Bird
Raised Fist0
NlpHow-ToBeginner · 3 min read

How to Remove HTML Tags from Text in NLP Easily

To remove HTML tags from text in NLP, you can use Python's re module with a regex pattern like <.*?> to find and delete tags. Alternatively, use libraries like BeautifulSoup which parse HTML and extract clean text easily.
📐

Syntax

Here are two common ways to remove HTML tags from text:

  • Using regex: Use re.sub(r'<.*?>', '', text) to replace tags with empty strings.
  • Using BeautifulSoup: Parse the HTML with BeautifulSoup(text, 'html.parser') and get clean text with .get_text().
python
import re
from bs4 import BeautifulSoup

# Regex syntax to remove HTML tags
def remove_tags_regex(text):
    clean = re.sub(r'<.*?>', '', text)
    return clean

# BeautifulSoup syntax to remove HTML tags
def remove_tags_bs(text):
    soup = BeautifulSoup(text, 'html.parser')
    return soup.get_text()
💻

Example

This example shows how to remove HTML tags from a sample string using both regex and BeautifulSoup methods.

python
import re
from bs4 import BeautifulSoup

sample_text = '<p>Hello, <b>world</b>! Visit <a href="https://example.com">Example</a>.</p>'

# Remove tags using regex
def remove_tags_regex(text):
    return re.sub(r'<.*?>', '', text)

# Remove tags using BeautifulSoup
def remove_tags_bs(text):
    soup = BeautifulSoup(text, 'html.parser')
    return soup.get_text()

print('Original:', sample_text)
print('Regex:', remove_tags_regex(sample_text))
print('BeautifulSoup:', remove_tags_bs(sample_text))
Output
Original: <p>Hello, <b>world</b>! Visit <a href="https://example.com">Example</a>.</p> Regex: Hello, world! Visit Example. BeautifulSoup: Hello, world! Visit Example.
⚠️

Common Pitfalls

Using regex to remove HTML tags can fail with nested tags, attributes containing < or >, or malformed HTML. Regex is not a full HTML parser and may remove text inside tags incorrectly.
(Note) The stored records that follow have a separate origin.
use async_trait::async_trait;
use common::{CartId, CartItemId, CustomerId, OrderId, PaymentId, ProductId};
use domain::{CartItem, CartLine, Order, OrderStatus, Payment, PaymentStatus, Product, ShoppingCart};

use crate::Result;

/// Product rows and the stock ledger.
#[async_trait]
pub trait CatalogStore: Send {
    async fn insert_product(&mut self, product: &Product) -> Result<()>;

    async fn get_product(&mut self, id: ProductId) -> Result<Option<Product>>;

    /// Lists products that are not soft-deleted, oldest first.
    async fn list_products(&mut self) -> Result<Vec<Product>>;

    /// Saves admin-editable fields (tailor, name, prices, category).
    async fn update_product(&mut self, product: &Product) -> Result<()>;

    /// Applies `delta` to the stock count as one conditional update.
    ///
    /// Fails with `InsufficientStock` instead of going below zero and marks the
    /// product unavailable when the count reaches exactly zero. Returns the
    /// product as it is after the update.
    async fn adjust_stock(&mut self, id: ProductId, delta: i32) -> Result<Product>;

    /// Sets the availability flag. Enabling a product with no stock fails
    /// with `InsufficientStock`.
    async fn set_availability(&mut self, id: ProductId, available: bool) -> Result<Product>;

    async fn soft_delete_product(&mut self, id: ProductId) -> Result<()>;

    async fn record_sale(&mut self, id: ProductId, quantity: u32) -> Result<()>;

    async fn record_view(&mut self, id: ProductId) -> Result<()>;
}

/// Carts and their items.
#[async_trait]
pub trait CartStore: Send {
    /// Reads lock the cart until the transaction ends, so two checkouts of
    /// the same cart run one after the other.
    async fn find_active_cart(&mut self, customer_id: CustomerId) -> Result<Option<ShoppingCart>>;

    async fn get_cart(&mut self, id: CartId) -> Result<Option<ShoppingCart>>;

    async fn insert_cart(&mut self, cart: &ShoppingCart) -> Result<()>;

    /// Saves timestamps and the active flag.
    async fn save_cart(&mut self, cart: &ShoppingCart) -> Result<()>;

    /// Finds the line with the given merge identity.
    async fn find_cart_item(
        &mut self,
        cart_id: CartId,
        product_id: ProductId,
        size: Option<&str>,
        color: Option<&str>,
    ) -> Result<Option<CartItem>>;

    async fn get_cart_item(&mut self, id: CartItemId) -> Result<Option<CartItem>>;

    async fn insert_cart_item(&mut self, item: &CartItem) -> Result<()>;

    async fn set_cart_item_quantity(&mut self, id: CartItemId, quantity: u32) -> Result<()>;

    async fn delete_cart_item(&mut self, id: CartItemId) -> Result<()>;

    /// Removes every item of the cart, returning how many were removed.
    async fn clear_cart(&mut self, cart_id: CartId) -> Result<u64>;

    /// Items joined with live product data, in insertion order.
    async fn list_cart_lines(&mut self, cart_id: CartId) -> Result<Vec<CartLine>>;
}

/// Orders with their items.
#[async_trait]
pub trait OrderStore: Send {
    /// Persists the order header and all of its items.
    async fn insert_order(&mut self, order: &Order) -> Result<()>;

    async fn get_order(&mut self, id: OrderId) -> Result<Option<Order>>;

    async fn list_orders_for_customer(&mut self, customer_id: CustomerId) -> Result<Vec<Order>>;

    /// Moves the order from `expected` to `next`; `StaleState` if it moved meanwhile.
    async fn update_order_status(
        &mut self,
        id: OrderId,
        expected: OrderStatus,
        next: OrderStatus,
    ) -> Result<()>;
}

/// Payment records.
///
/// Implementations reject a second `Completed` payment for the same order
/// with `Duplicate`.
#[async_trait]
pub trait PaymentStore: Send {
    async fn insert_payment(&mut self, payment: &Payment) -> Result<()>;

    /// Locks the payment until the transaction ends.
    async fn get_payment(&mut self, id: PaymentId) -> Result<Option<Payment>>;

    async fn find_payment_by_provider_ref(
        &mut self,
        transaction_id: &str,
    ) -> Result<Option<Payment>>;

    async fn list_payments_for_order(&mut self, order_id: OrderId) -> Result<Vec<Payment>>;

    /// Writes `payment` only if the stored status still equals `expected`.
    async fn update_payment(&mut self, payment: &Payment, expected: PaymentStatus) -> Result<()>;
}

/// Stored responses for caller-supplied idempotency keys.
#[async_trait]
pub trait IdempotencyStore: Send {
    async fn get_idempotency_record(&mut self, key: &str) -> Result<Option<serde_json::Value>>;

    async fn save_idempotency_record(&mut self, key: &str, response: &serde_json::Value)
    -> Result<()>;
}

/// A unit of work over every port.
///
/// Dropping a transaction without committing rolls it back.
#[async_trait]
pub trait Transaction:
    CatalogStore + CartStore + OrderStore + PaymentStore + IdempotencyStore + Send
{
    async fn commit(self) -> Result<()>;

    async fn rollback(self) -> Result<()>;
}

/// Entry point to a storage backend.
#[async_trait]
pub trait Database: Clone + Send + Sync + 'static {
    type Tx: Transaction;

    async fn begin(&self) -> Result<Self::Tx>;
}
BeautifulSoup handles complex HTML better but requires installing an external library.

python
import re
from bs4 import BeautifulSoup

text = '<div>Example <span>text <b>with</b> tags</span></div>'

# Incorrect regex that removes too much
wrong_regex = re.sub(r'<.*>', '', text)

# Correct regex
correct_regex = re.sub(r'<.*?>', '', text)

# BeautifulSoup method
soup = BeautifulSoup(text, 'html.parser')
bs_text = soup.get_text()

print('Wrong regex:', wrong_regex)
print('Correct regex:', correct_regex)
print('BeautifulSoup:', bs_text)
Output
Wrong regex: Correct regex: Example text with tags BeautifulSoup: Example text with tags
📊

Quick Reference

MethodUsageProsCons
Regexre.sub(r'<.*?>', '', text)Simple, no extra installFails on complex HTML, nested tags
BeautifulSoupBeautifulSoup(text, 'html.parser').get_text()Handles complex HTML wellRequires external library

Key Takeaways

Use regex with pattern <.*?> for simple HTML tag removal.
BeautifulSoup is more reliable for complex or malformed HTML.
Avoid greedy regex patterns that remove too much content.
Always test your method on your specific HTML data.
Removing HTML tags is a key preprocessing step in NLP text cleaning.